Google has launched a tool that lets users synchronise browser settings across multiple computers - but only if they are using Mozilla's Firefox.

There is no version for Microsoft's Internet Explorer, of the Google Browser Sync tool, which lets users maintain the same bookmarks, visits logs, saved passwords and persistent cookies in all their copies of the Mozilla open-source browser.

For continuous synchronisation, users have to install copies of the Google Browser Sync on every computer where they use Firefox, Google announced in its official blog.

This free tool also "remembers" the tabs and windows users had opened the last time they used Firefox, and gives them the option to open them again. One downside is that the tool updates settings every time Firefox is launched, which will increase the time it takes a browser to open, Google warns.

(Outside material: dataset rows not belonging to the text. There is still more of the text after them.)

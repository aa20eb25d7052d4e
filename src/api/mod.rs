//! Client of the remote parse service.
//!
//! The project file is posted as multipart form data to `{base_url}/api/upload`;
//! a 2xx body must carry the parsed project with both graphs.

mod client;
mod transport;
mod types;

pub use client::{backoff_delay, ApiClient, ProjectUploader, UploadOptions};
pub use transport::{HttpResponse, HttpTransport, ReqwestTransport, UploadForm};
pub use types::decode_project;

Google Browser Sync works with Firefox 1.5 and newer versions. It doesn't support Microsoft's Internet Explorer (IE), Opera or the Mozilla Suite, which includes the Mozilla Navigator browser.

Google has a close relationship with Mozilla that involves technology collaborations and cross-promotion efforts. This is in marked contrast to the adversarial and often acrimonious relationship between Microsoft and Google, which compete in search, online services and, increasingly, in desktop and hosted software.

Browsers in particular are a contentious area between Google and Microsoft because they are an entry point to Web search activity. Recently, Google has complained that version 7 of IE, now in beta, contains an embedded search box set by default to use Microsoft's search engine - although a drop down menu box includes other options.

However, some have criticised Google for hypocrisy, since its search engine is the default choice in the embedded Firefox search box.

Firefox is a thorn in Microsoft's side, because it is the most credible competitor to IE in years, holding an estimated 10 percent market share.

In April, Google caused a stir when it promoted Firefox on its home page, a rare move and one clearly intended to help Firefox grow its market share. Google also includes Firefox in its Google Pack, a free, downloadable software suite that it distributes and that includes products from Google and other vendors, including Adobe and Symantec, but not Microsoft.